Charter Prices $300 Million Senior Unsecured Notes

Offering increased from $250 million

ST. LOUIS, Jan. 19, 2011 /PRNewswire via COMTEX/ --

Charter Communications, Inc. (Nasdaq: CHTR) ("Charter") today announced that its subsidiaries, CCO Holdings, LLC and CCO Holdings Capital Corp. have priced a private offering of $300 million in aggregate principal amount of senior unsecured notes due 2019. The notes will bear an interest rate of 7 percent per annum and will be issued at a price of 99.5 percent of the aggregate principal amount. These notes will form a part of the same series as the 7.00% Senior Notes due 2019 issued on January 11, 2011 in the principal amount of $1.1 billion.

The notes will result in proceeds of approximately $294 million after deducting underwriting discounts and commissions. Charter intends to use the proceeds from the sale of the notes to repay outstanding term loan borrowings under its subsidiary's credit facility and for general corporate purposes. Charter expects to close the offering on January 25, 2011, subject to customary closing conditions.

The notes were sold to qualified institutional buyers in reliance on Rule 144A and outside the United States to non-U.S. persons in reliance on Regulation S. The notes have not been registered under the Securities Act of 1933, as amended (the "Securities Act"), or any state securities laws and, unless so registered, may not be offered or sold in the United States except pursuant to an exemption from, or in a transaction not subject to, the registration requirements of the Securities Act and applicable state securities laws.

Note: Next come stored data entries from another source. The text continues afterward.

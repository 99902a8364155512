//! src/configuration.rs

use crate::sms_client::SmsClient;
use crate::weather_client::WeatherClient;
use secrecy::{ExposeSecret, Secret};
use serde_aux::field_attributes::deserialize_number_from_string;
use sqlx::postgres::{PgConnectOptions, PgSslMode};

#[derive(serde::Deserialize, Clone)]
pub struct Settings {
    pub application: ApplicationSettings,
    pub database: DatabaseSettings,
    pub weather_client: WeatherClientSettings,
    pub sms_client: SmsClientSettings,
}

#[derive(serde::Deserialize, Clone)]
pub struct ApplicationSettings {
    pub host: String,
    #[serde(deserialize_with = "deserialize_number_from_string")]
    pub port: u16,
    pub execution_mode: ExecutionMode,
}

/// In `Test` mode the confirmation SMS on subscribe is suppressed.
#[derive(serde::Deserialize, Clone, Copy, Debug, PartialEq, Eq)]
#[serde(rename_all = "lowercase")]
pub enum ExecutionMode {
    Live,
    Test,
}

#[derive(serde::Deserialize, Clone)]
pub struct DatabaseSettings {
    pub username: String,
    pub password: Secret<String>,
    #[serde(deserialize_with = "deserialize_number_from_string")]
    pub port: u16,
    pub host: String,
    pub database_name: String,
    pub require_ssl: bool,
}

impl DatabaseSettings {
    pub fn without_db(&self) -> PgConnectOptions {
        let ssl_mode = if self.require_ssl {
            PgSslMode::Require
        } else {
            // Try an encrypted connection, fallback to unencrypted if it fails
            PgSslMode::Prefer
        };
        PgConnectOptions::new()
            .host(&self.host)
            .username(&self.username)
            .password(self.password.expose_secret())
            .port(self.port)
            .ssl_mode(ssl_mode)
    }

    pub fn with_db(&self) -> PgConnectOptions {
        self.without_db().database(&self.database_name)
    }
}

#[derive(serde::Deserialize, Clone)]
pub struct WeatherClientSettings {
    pub base_url: String,
    pub api_key: Secret<String>,
}

impl WeatherClientSettings {
    pub fn client(self) -> WeatherClient {
        WeatherClient::new(self.base_url, self.api_key)
    }
}

#[derive(serde::Deserialize, Clone)]
pub struct SmsClientSettings {
    pub base_url: String,
    pub account_sid: String,
    pub auth_token: Secret<String>,
    pub sender_number: String,
    pub country_code: String,
}

impl SmsClientSettings {
    pub fn client(self) -> SmsClient {
        SmsClient::new(
            self.base_url,
            self.account_sid,
            self.auth_token,
            self.sender_number,
            self.country_code,
        )
    }
}

pub fn get_configuration() -> Result<Settings, config::ConfigError> {
    let base_path = std::env::current_dir().expect("Failed to determine the current directory");
    let configuration_directory = base_path.join("configuration");

    // Detect the running environment.
    // Default to `local` if unspecified.
    let environment: Environment = std::env::var("APP_ENVIRONMENT")
        .unwrap_or_else(|_| "local".into())
        .try_into()
        .expect("Failed to parse APP_ENVIRONMENT.");
    let environment_filename = format!("{}.yaml", environment.as_str());
    let settings = config::Config::builder()
        .add_source(config::File::from(
            configuration_directory.join("base.yaml"),
        ))
        .add_source(config::File::from(
            configuration_directory.join(environment_filename),
        ))
        // Add in settings from environment variables (with a prefix of APP and
        // '__' as separator), e.g. `APP_APPLICATION__PORT=5001 would set
        // `Settings.application.port`
        .add_source(
            config::Environment::with_prefix("APP")
                .prefix_separator("_")
                .separator("__"),
        )
        .build()?;

    settings.try_deserialize::<Settings>()
}

/// The possible runtime environment for our application.
pub enum Environment {
    Local,
    Production,
}

impl Environment {
    pub fn as_str(&self) -> &'static str {
        match self {
            Environment::Local => "local",
            Environment::Production => "production",
        }
    }
}

impl TryFrom<String> for Environment {
    type Error = String;

    fn try_from(s: String) -> Result<Self, Self::Error> {
        match s.to_lowercase().as_str() {
            "local" => Ok(Self::Local),
            "production" => Ok(Self::Production),
            other => Err(format!(
                "{} is not a supported environment. Use either `local` or `production`.",
                other
            )),
        }
    }
}
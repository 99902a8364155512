//! src/lib.rs
pub mod alert_worker;
pub mod configuration;
pub mod domain;
pub mod error;
pub mod routes;
pub mod sms_client;
pub mod sms_templates;
pub mod startup;
pub mod store;
pub mod telemetry;
pub mod weather_client;
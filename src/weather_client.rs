//! src/weather_client.rs

use reqwest::StatusCode;
use secrecy::{ExposeSecret, Secret};

#[derive(thiserror::Error, Debug)]
pub enum UpstreamError {
    #[error("Failed to reach the weather provider.")]
    Transport(#[from] reqwest::Error),
    #[error("The weather provider responded with status {0}.")]
    ErrorStatus(StatusCode),
}

#[derive(Clone)]
pub struct WeatherClient {
    http_client: reqwest::Client,
    base_url: String,
    api_key: Secret<String>,
}

impl WeatherClient {
    pub fn new(base_url: String, api_key: Secret<String>) -> Self {
        // Single attempt per call, no timeout: a slow provider blocks the caller.
        Self {
            http_client: reqwest::Client::new(),
            base_url,
            api_key,
        }
    }

    /// One GET against the timeline endpoint for a free-text location query
    /// (e.g. "Chennai,Tamil Nadu,India"). No caching, no retries; provider
    /// errors propagate upward.
    pub async fn fetch_weather(
        &self,
        location_query: &str,
    ) -> Result<WeatherPayload, UpstreamError> {
        let url = format!("{}/{}", self.base_url, urlencoding::encode(location_query));
        let response = self
            .http_client
            .get(&url)
            .query(&[
                ("unitGroup", "us"),
                ("key", self.api_key.expose_secret().as_str()),
                ("contentType", "json"),
            ])
            .send()
            .await?;
        if !response.status().is_success() {
            return Err(UpstreamError::ErrorStatus(response.status()));
        }
        let payload = response.json::<WeatherPayload>().await?;
        Ok(payload)
    }
}

/// The provider document, reduced to the fields we consume. Everything the
/// provider may omit is an `Option` or defaulted so a sparse upstream
/// response never fails deserialization.
#[derive(Debug, serde::Deserialize)]
#[serde(rename_all = "camelCase")]
pub struct WeatherPayload {
    pub resolved_address: Option<String>,
    #[serde(default)]
    pub days: Vec<DayRecord>,
    pub current_conditions: Option<CurrentConditions>,
    pub error_code: Option<i64>,
}

impl WeatherPayload {
    /// A payload counts as unresolved when the provider embedded an error
    /// code or returned no forecast days for the query.
    pub fn is_resolved(&self) -> bool {
        self.error_code.is_none() && !self.days.is_empty()
    }

    pub fn current_day(&self) -> Option<&DayRecord> {
        self.days.first()
    }
}

#[derive(Debug, serde::Deserialize)]
pub struct CurrentConditions {
    pub temp: Option<f64>,
    pub feelslike: Option<f64>,
    pub humidity: Option<f64>,
    pub windspeed: Option<f64>,
    pub winddir: Option<f64>,
    pub pressure: Option<f64>,
    pub uvindex: Option<f64>,
    pub visibility: Option<f64>,
    pub precip: Option<f64>,
    pub snow: Option<f64>,
    pub sunrise: Option<String>,
    pub sunset: Option<String>,
    pub conditions: Option<String>,
    pub icon: Option<String>,
}

#[derive(Debug, serde::Deserialize)]
pub struct DayRecord {
    /// `YYYY-MM-DD`
    pub datetime: String,
    pub temp: Option<f64>,
    pub tempmax: Option<f64>,
    pub tempmin: Option<f64>,
    pub conditions: Option<String>,
    pub icon: Option<String>,
    #[serde(default)]
    pub hours: Vec<HourRecord>,
}

#[derive(Debug, serde::Deserialize)]
pub struct HourRecord {
    /// `HH:MM:SS`
    pub datetime: String,
    pub temp: Option<f64>,
    pub feelslike: Option<f64>,
    pub humidity: Option<f64>,
    pub windspeed: Option<f64>,
    pub precipprob: Option<f64>,
    pub conditions: Option<String>,
    pub icon: Option<String>,
}

/// The fixed current-conditions subset returned by `GET /api/weather` and
/// consumed by the alert message template.
#[derive(Debug, serde::Serialize)]
pub struct CurrentView {
    pub temp: Option<f64>,
    pub feelslike: Option<f64>,
    pub humidity: Option<f64>,
    pub windspeed: Option<f64>,
    pub winddir: Option<f64>,
    pub pressure: Option<f64>,
    pub uvindex: Option<f64>,
    pub visibility: Option<f64>,
    pub precip: Option<f64>,
    pub snow: Option<f64>,
    pub sunrise: Option<String>,
    pub sunset: Option<String>,
    pub conditions: Option<String>,
    pub icon: Option<String>,
}

#[derive(Debug, serde::Serialize)]
pub struct HourView {
    pub time: String,
    pub temp: Option<f64>,
    pub feelslike: Option<f64>,
    pub humidity: Option<f64>,
    pub windspeed: Option<f64>,
    pub precipprob: Option<f64>,
    pub conditions: Option<String>,
    pub icon: Option<String>,
}

#[derive(Debug, serde::Serialize)]
pub struct DayView {
    pub date: String,
    pub temp: Option<f64>,
    pub tempmax: Option<f64>,
    pub tempmin: Option<f64>,
    pub conditions: Option<String>,
    pub icon: Option<String>,
}

pub fn current_view(current: &CurrentConditions) -> CurrentView {
    CurrentView {
        temp: current.temp,
        feelslike: current.feelslike,
        humidity: current.humidity,
        windspeed: current.windspeed,
        winddir: current.winddir,
        pressure: current.pressure,
        uvindex: current.uvindex,
        visibility: current.visibility,
        precip: current.precip,
        snow: current.snow,
        sunrise: current.sunrise.clone(),
        sunset: current.sunset.clone(),
        conditions: current.conditions.clone(),
        icon: current.icon.clone(),
    }
}

/// Every hour of the given day, with a display label like "2:00 PM".
pub fn hourly_view(day: &DayRecord) -> Vec<HourView> {
    day.hours
        .iter()
        .map(|hour| HourView {
            time: hour_label(&hour.datetime),
            temp: hour.temp,
            feelslike: hour.feelslike,
            humidity: hour.humidity,
            windspeed: hour.windspeed,
            precipprob: hour.precipprob,
            conditions: hour.conditions.clone(),
            icon: hour.icon.clone(),
        })
        .collect()
}

/// The first seven days, with display labels like "Saturday, Aug 30".
pub fn daily_view(days: &[DayRecord]) -> Vec<DayView> {
    days.iter()
        .take(7)
        .map(|day| DayView {
            date: day_label(&day.datetime),
            temp: day.temp,
            tempmax: day.tempmax,
            tempmin: day.tempmin,
            conditions: day.conditions.clone(),
            icon: day.icon.clone(),
        })
        .collect()
}

fn hour_label(datetime: &str) -> String {
    match chrono::NaiveTime::parse_from_str(datetime, "%H:%M:%S") {
        Ok(time) => time.format("%-I:%M %p").to_string(),
        // Keep the raw provider value rather than dropping the record.
        Err(_) => datetime.to_string(),
    }
}

fn day_label(datetime: &str) -> String {
    match chrono::NaiveDate::parse_from_str(datetime, "%Y-%m-%d") {
        Ok(date) => date.format("%A, %b %-d").to_string(),
        Err(_) => datetime.to_string(),
    }
}
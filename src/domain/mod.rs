//! src/domain/mod.rs

mod new_subscriber;
mod phone_number;
mod subscriber;

pub use new_subscriber::NewSubscriber;
pub use phone_number::PhoneNumber;
pub use subscriber::Subscriber;

/// Validation error for domain data
#[derive(thiserror::Error, Debug)]
pub enum ValidationError {
    #[error("`{0}` is not a valid 10-digit phone number.")]
    InvalidPhoneNumber(String),
    #[error("Missing or empty field `{0}`.")]
    MissingField(&'static str),
}
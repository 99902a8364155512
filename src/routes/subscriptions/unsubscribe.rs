//! src/routes/subscriptions/unsubscribe.rs

use actix_web::{web, HttpResponse};
use sqlx::PgPool;

use crate::domain::PhoneNumber;
use crate::error::{AppResult, Error};
use crate::store::delete_subscriber_by_phone;

#[derive(serde::Deserialize)]
#[serde(rename_all = "camelCase")]
pub struct UnsubscribeBody {
    phone_number: Option<String>,
}

/// `POST /api/unsubscribe`
#[tracing::instrument(name = "Removing a subscriber.", skip(body, pool))]
pub async fn unsubscribe(
    body: web::Json<UnsubscribeBody>,
    pool: web::Data<PgPool>,
) -> AppResult<HttpResponse> {
    let phone_number = PhoneNumber::parse(body.into_inner().phone_number.unwrap_or_default())?;
    if delete_subscriber_by_phone(&pool, &phone_number).await? {
        Ok(HttpResponse::Ok().json(serde_json::json!({
            "message": format!("{} unsubscribed from weather alerts.", phone_number),
        })))
    } else {
        Err(Error::NotFound(format!(
            "No subscription found for `{}`.",
            phone_number
        )))
    }
}
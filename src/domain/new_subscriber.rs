//! src/domain/new_subscriber.rs

use crate::domain::PhoneNumber;

#[derive(Debug)]
pub struct NewSubscriber {
    pub phone_number: PhoneNumber,
    pub district: String,
    pub city: String,
}
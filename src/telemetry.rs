//! src/telemetry.rs

use tracing::subscriber::set_global_default;
use tracing::Subscriber;
use tracing_bunyan_formatter::{BunyanFormattingLayer, JsonStorageLayer};
use tracing_log::LogTracer;
use tracing_subscriber::fmt::MakeWriter;
use tracing_subscriber::{layer::SubscriberExt, EnvFilter, Registry};

/// Compose multiple layers into a `tracing` subscriber.
///
/// We are using `impl Subscriber` as return type to avoid having to
/// spell out the actual type of the returned subscriber, which is
/// indeed quite complex.
pub fn get_subscriber<Sink>(
    name: String,
    env_filter: String,
    sink: Sink,
) -> impl Subscriber + Sync + Send
where
    Sink: for<'a> MakeWriter<'a> + Send + Sync + 'static,
{
    let env_filter =
        EnvFilter::try_from_default_env().unwrap_or_else(|_| EnvFilter::new(env_filter));
    let formatting_layer = BunyanFormattingLayer::new(name, sink);
    Registry::default()
        .with(env_filter)
        .with(JsonStorageLayer)
        .with(formatting_layer)
}

/// Register a subscriber as global default to process span data.
///
/// It should only be called once!
pub fn init_subscriber(subscriber: impl Subscriber + Sync + Send) {
    LogTracer::init().expect("Failed to set logger");
    set_global_default(subscriber).expect("Failed to set subscriber");
}
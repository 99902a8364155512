//! src/domain/phone_number.rs

use crate::domain::ValidationError;

/// A local subscriber phone number, without country code.
#[derive(Debug, Clone, PartialEq, Eq)]
pub struct PhoneNumber(String);

impl PhoneNumber {
    /// Returns an instance of `PhoneNumber` if the input is exactly
    /// ten ASCII digits, an error otherwise.
    pub fn parse(s: String) -> Result<PhoneNumber, ValidationError> {
        let is_ten_digits = s.len() == 10 && s.chars().all(|c| c.is_ascii_digit());
        if is_ten_digits {
            Ok(Self(s))
        } else {
            Err(ValidationError::InvalidPhoneNumber(s))
        }
    }
}

impl AsRef<str> for PhoneNumber {
    fn as_ref(&self) -> &str {
        &self.0
    }
}

impl std::fmt::Display for PhoneNumber {
    fn fmt(&self, f: &mut std::fmt::Formatter<'_>) -> std::fmt::Result {
        self.0.fmt(f)
    }
}
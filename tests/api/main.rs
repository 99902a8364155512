//! tests/api/main.rs

mod alert_worker;
mod subscriptions;
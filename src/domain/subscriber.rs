//! src/domain/subscriber.rs

use chrono::{DateTime, Utc};
use uuid::Uuid;

/// A subscriber row as persisted in the `subscribers` table.
///
/// The phone number is kept as the raw stored string; consumers
/// that need a validated number re-parse it with [`PhoneNumber::parse`]
/// and decide how to handle invalid stored data.
///
/// [`PhoneNumber::parse`]: crate::domain::PhoneNumber::parse
#[derive(Debug, sqlx::FromRow)]
pub struct Subscriber {
    pub id: Uuid,
    pub phone_number: String,
    pub district: String,
    pub city: String,
    pub subscribed_at: DateTime<Utc>,
}
//! src/store.rs
//!
//! CRUD over the `subscribers` collection, keyed by phone number. There is
//! no update operation; a subscription is created once and deleted once.

use crate::domain::{NewSubscriber, PhoneNumber, Subscriber};
use anyhow::Context;
use chrono::Utc;
use sqlx::PgPool;
use uuid::Uuid;

#[tracing::instrument(name = "Looking up a subscriber by phone number.", skip(pool))]
pub async fn get_subscriber_by_phone(
    pool: &PgPool,
    phone_number: &PhoneNumber,
) -> Result<Option<Subscriber>, anyhow::Error> {
    let subscriber = sqlx::query_as::<_, Subscriber>(
        "SELECT id, phone_number, district, city, subscribed_at \
        FROM subscribers \
        WHERE phone_number = $1",
    )
    .bind(phone_number.as_ref())
    .fetch_optional(pool)
    .await
    .context("Failed to read subscriber from the database.")?;
    Ok(subscriber)
}

/// Inserts a new subscriber row. A duplicate phone number surfaces as a
/// unique-constraint violation; the caller classifies it with
/// [`is_phone_subscribed_twice_err`].
#[tracing::instrument(
    name = "Saving new subscriber details in the database.",
    skip(pool, new_subscriber)
)]
pub async fn insert_subscriber(
    pool: &PgPool,
    new_subscriber: &NewSubscriber,
) -> Result<Uuid, anyhow::Error> {
    let subscriber_id = Uuid::new_v4();
    sqlx::query(
        "INSERT INTO subscribers (id, phone_number, district, city, subscribed_at) \
        VALUES ($1, $2, $3, $4, $5)",
    )
    .bind(subscriber_id)
    .bind(new_subscriber.phone_number.as_ref())
    .bind(&new_subscriber.district)
    .bind(&new_subscriber.city)
    .bind(Utc::now())
    .execute(pool)
    .await
    .context("Failed to insert new subscriber in the database.")?;
    Ok(subscriber_id)
}

/// Checks if err results from trying to subscribe the same phone number twice
pub fn is_phone_subscribed_twice_err(err: &anyhow::Error) -> bool {
    if let Some(sqlx::Error::Database(db_err)) = err.downcast_ref::<sqlx::Error>() {
        if db_err.is_unique_violation() {
            if let Some(constraint) = db_err.constraint() {
                return constraint == "subscribers_phone_number_key";
            }
        }
    }
    false
}

#[tracing::instrument(name = "Removing a subscriber from the database.", skip(pool))]
pub async fn delete_subscriber_by_phone(
    pool: &PgPool,
    phone_number: &PhoneNumber,
) -> Result<bool, anyhow::Error> {
    let result = sqlx::query("DELETE FROM subscribers WHERE phone_number = $1")
        .bind(phone_number.as_ref())
        .execute(pool)
        .await
        .context("Failed to delete subscriber from the database.")?;
    Ok(result.rows_affected() > 0)
}

/// Loads the full subscriber set in one pass, in subscription order. Used by
/// the alert worker at every tick.
#[tracing::instrument(name = "Loading all subscribers.", skip_all)]
pub async fn fetch_all_subscribers(pool: &PgPool) -> Result<Vec<Subscriber>, anyhow::Error> {
    let subscribers = sqlx::query_as::<_, Subscriber>(
        "SELECT id, phone_number, district, city, subscribed_at \
        FROM subscribers \
        ORDER BY subscribed_at",
    )
    .fetch_all(pool)
    .await
    .context("Failed to load the subscriber list from the database.")?;
    Ok(subscribers)
}
//! src/startup.rs

use crate::configuration::{DatabaseSettings, ExecutionMode, Settings};
use crate::routes::{get_weather, health_check, subscribe, unsubscribe};
use crate::sms_client::SmsClient;
use crate::weather_client::WeatherClient;
use actix_web::{dev::Server, web, web::Data, App, HttpServer};
use sqlx::postgres::PgPoolOptions;
use sqlx::PgPool;
use std::net::TcpListener;
use tracing_actix_web::TracingLogger;

pub struct Application {
    port: u16,
    server: Server,
}

impl Application {
    pub async fn build(configuration: Settings) -> Result<Self, anyhow::Error> {
        let connection_pool = get_connection_pool(&configuration.database);
        let weather_client = configuration.weather_client.client();
        let sms_client = configuration.sms_client.client();

        let address = format!(
            "{}:{}",
            configuration.application.host, configuration.application.port
        );
        let listener = TcpListener::bind(address)?;
        let port = listener.local_addr()?.port();
        let server = run(
            listener,
            connection_pool,
            weather_client,
            sms_client,
            configuration.application.execution_mode,
        )?;

        Ok(Self { port, server })
    }

    pub fn port(&self) -> u16 {
        self.port
    }

    pub async fn run_until_stopped(self) -> Result<(), std::io::Error> {
        self.server.await
    }
}

pub fn get_connection_pool(configuration: &DatabaseSettings) -> PgPool {
    PgPoolOptions::new().connect_lazy_with(configuration.with_db())
}

fn run(
    listener: TcpListener,
    db_pool: PgPool,
    weather_client: WeatherClient,
    sms_client: SmsClient,
    execution_mode: ExecutionMode,
) -> Result<Server, anyhow::Error> {
    // Wrap shared state in smart pointers once, clone per worker.
    let db_pool = Data::new(db_pool);
    let weather_client = Data::new(weather_client);
    let sms_client = Data::new(sms_client);
    let execution_mode = Data::new(execution_mode);
    let server = HttpServer::new(move || {
        App::new()
            .wrap(TracingLogger::default())
            .route("/health_check", web::get().to(health_check))
            .route("/api/weather", web::get().to(get_weather))
            .route("/api/subscribe", web::post().to(subscribe))
            .route("/api/unsubscribe", web::post().to(unsubscribe))
            .app_data(db_pool.clone())
            .app_data(weather_client.clone())
            .app_data(sms_client.clone())
            .app_data(execution_mode.clone())
    })
    .listen(listener)?
    .run();
    Ok(server)
}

This press release is neither an offer to sell nor a solicitation of an offer to buy, nor shall there be any sale of the notes in any state or jurisdiction in which such offer, solicitation or sale would be unlawful.

CAUTIONARY STATEMENT REGARDING FORWARD-LOOKING STATEMENTS

This release includes forward-looking statements within the meaning of Section 27A of the Securities Act of 1933, as amended (the "Securities Act"), and Section 21E of the Securities Exchange Act of 1934, as amended (the "Exchange Act"), regarding, among other things, our plans, strategies and prospects, both business and financial. Although we believe that our plans, intentions and expectations reflected in or suggested by these forward-looking statements are reasonable, we cannot assure you that we will achieve or realize these plans, intentions or expectations. Forward-looking statements are inherently subject to risks, uncertainties and assumptions including, without limitation, the factors described under "Risk Factors" from time to time in our filings with the Securities and Exchange Commission ("SEC"). Many of the forward-looking statements contained in this release may be identified by the use of forward-looking words such as "believe," "expect," "anticipate," "should," "planned," "will," "may," "intend," "estimated," "aim," "on track," "target," "opportunity," "tentative," "positioning" and "potential," among others. Important factors that could cause actual results to differ materially from the forward-looking statements we make in this release are set forth in other reports or documents that we file from time to time with the SEC, and include, but are not limited to:

  • our ability to sustain and grow revenues and free cash flow by offering video, high-speed Internet, telephone and other services to residential and commercial customers, to adequately deliver customer service and to maintain and grow our customer base, particularly in the face of increasingly aggressive competition, the need for innovation and related capital expenditures and the difficult economic conditions in the United States;
  • the impact of competition from other distributors, including but not limited to incumbent telephone companies, direct broadcast satellite operators, wireless broadband providers, and digital subscriber line ("DSL") providers and competition from video provided over the Internet;
  • general business conditions, economic uncertainty or downturn, high unemployment levels and the significant downturn in the housing sector and overall economy;
  • our ability to obtain programming at reasonable prices or to raise prices to offset, in whole or in part, the effects of higher programming costs (including retransmission consents);
  • the effects of governmental regulation on our business;
  • the availability and access, in general, of funds to meet our debt obligations, prior to or when they become due, and to fund our operations and necessary capital expenditures, either through (i) cash on hand, (ii) free cash flow, (iii) access to the capital or credit markets including through new issuances, exchange offers or otherwise, especially given recent volatility and disruption in the capital and credit markets, or (iv) other sources and our ability to fund debt obligations (by dividend, investment or otherwise) to the applicable obligor of such debt; and
  • our ability to comply with all covenants in our indentures and credit facilities, any violation of which, if not cured in a timely manner, could trigger a default of our other obligations under cross-default provisions.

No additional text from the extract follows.